Instructions to follow:
Once the line containing "pub(crate) fn check_kinematics(schema: &CommonSchema, ctx: &mut" is found in the entries below, reproduce it and every line after it, stopping at and including the line containing "for (link, count)"; reproduce nothing else, and keep each line exact.
*** Begin section ***
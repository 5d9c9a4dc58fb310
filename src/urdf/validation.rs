//! Kinematic validation for parsed URDF documents.
//!
//! URDF joints form a flat edge list over link names, so a parsed document
//! can reference links that do not exist or close a loop. These problems are
//! recorded on the parse context as recoverable errors and warnings; the
//! document itself still parses.

use std::collections::{HashMap, HashSet};

use crate::context::ParseContext;
use crate::schema::{CommonSchema, WORLD_LINK};

/// Check kinematic consistency and record problems on the context.
///
/// Dangling joint references and kinematic loops are errors; links that are
/// neither a root nor reachable through any joint are warnings.
pub(crate) fn check_kinematics(schema: &CommonSchema, ctx: &mut ParseContext) {
    let link_names: HashSet<&str> = schema.links.iter().map(|l| l.name.as_str()).collect();

    let mut children: HashMap<&str, Vec<&str>> = HashMap::new();
    let mut child_set: HashSet<&str> = HashSet::new();

    for joint in &schema.joints {
        if joint.parent_link != WORLD_LINK && !link_names.contains(joint.parent_link.as_str()) {
            ctx.add_error(
                &format!("joint '{}'", joint.name),
                format!("references undefined parent link '{}'", joint.parent_link),
            );
        }
        if !link_names.contains(joint.child_link.as_str()) {
            ctx.add_error(
                &format!("joint '{}'", joint.name),
                format!("references undefined child link '{}'", joint.child_link),
            );
        }
        children
            .entry(joint.parent_link.as_str())
            .or_default()
            .push(joint.child_link.as_str());
        // World-anchored children still count as roots for reachability.
        if joint.parent_link != WORLD_LINK {
            child_set.insert(joint.child_link.as_str());
        }
    }

    // Cycle detection: DFS from every root with a recursion stack. A link
    // that is a child of more than one joint also closes a loop.
    let mut parent_counts: HashMap<&str, usize> = HashMap::new();
    for joint in &schema.joints {
        *parent_counts.entry(joint.child_link.as_str()).or_default() += 1;
    }
    for (link, count) in &parent_counts {
        if *count > 1 {
            ctx.add_error(
                &format!("link '{link}'"),
                format!("has {count} parent joints (kinematic loop)"),
            );
        }
    }

    let roots: Vec<&str> = schema
        .links
        .iter()
        .map(|l| l.name.as_str())
        .filter(|name| !child_set.contains(name))
        .collect();

    if roots.is_empty() && !schema.links.is_empty() {
        ctx.add_error("kinematic tree", "no root link (every link has a parent)");
        return;
    }

    // A link that no joint touches at all is an orphan. Only meaningful when
    // the document has joints; a bare list of links is a valid static scene.
    if !schema.joints.is_empty() {
        let endpoints: HashSet<&str> = schema
            .joints
            .iter()
            .flat_map(|j| [j.parent_link.as_str(), j.child_link.as_str()])
            .collect();
        for link in &schema.links {
            if !endpoints.contains(link.name.as_str()) {
                ctx.add_warning(format!(
                    "link '{}' is not connected to any joint",
                    link.name
                ));
            }
        }
    }

    let mut visited: HashSet<&str> = HashSet::new();
    let mut visiting: HashSet<&str> = HashSet::new();
    for root in &roots {
        visit(root, &children, &mut visited, &mut visiting, ctx);
    }
    // Joints rooted at the world sentinel reach their subtrees too.
    visit(WORLD_LINK, &children, &mut visited, &mut visiting, ctx);

    for link in &schema.links {
        if !visited.contains(link.name.as_str()) {
            ctx.add_warning(format!(
                "link '{}' is not reachable from any root",
                link.name
            ));
        }
    }
}

fn visit<'a>(
    link: &'a str,
    children: &HashMap<&'a str, Vec<&'a str>>,
    visited: &mut HashSet<&'a str>,
    visiting: &mut HashSet<&'a str>,
    ctx: &mut ParseContext,
) {
    if visited.contains(link) {
        return;
    }
    if visiting.contains(link) {
        ctx.add_error(
            &format!("link '{link}'"),
            "cycle detected in kinematic tree",
        );
        return;
    }

    visiting.insert(link);
    if let Some(kids) = children.get(link) {
        for child in kids {
            visit(child, children, visited, visiting, ctx);
        }
    }
    visiting.remove(link);
    visited.insert(link);
}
*** End section ***
Solution to the exercise:
pub(crate) fn check_kinematics(schema: &CommonSchema, ctx: &mut ParseContext) {
    let link_names: HashSet<&str> = schema.links.iter().map(|l| l.name.as_str()).collect();

    let mut children: HashMap<&str, Vec<&str>> = HashMap::new();
    let mut child_set: HashSet<&str> = HashSet::new();

    for joint in &schema.joints {
        if joint.parent_link != WORLD_LINK && !link_names.contains(joint.parent_link.as_str()) {
            ctx.add_error(
                &format!("joint '{}'", joint.name),
                format!("references undefined parent link '{}'", joint.parent_link),
            );
        }
        if !link_names.contains(joint.child_link.as_str()) {
            ctx.add_error(
                &format!("joint '{}'", joint.name),
                format!("references undefined child link '{}'", joint.child_link),
            );
        }
        children
            .entry(joint.parent_link.as_str())
            .or_default()
            .push(joint.child_link.as_str());
        // World-anchored children still count as roots for reachability.
        if joint.parent_link != WORLD_LINK {
            child_set.insert(joint.child_link.as_str());
        }
    }

    // Cycle detection: DFS from every root with a recursion stack. A link
    // that is a child of more than one joint also closes a loop.
    let mut parent_counts: HashMap<&str, usize> = HashMap::new();
    for joint in &schema.joints {
        *parent_counts.entry(joint.child_link.as_str()).or_default() += 1;
    }
    for (link, count) in &parent_counts {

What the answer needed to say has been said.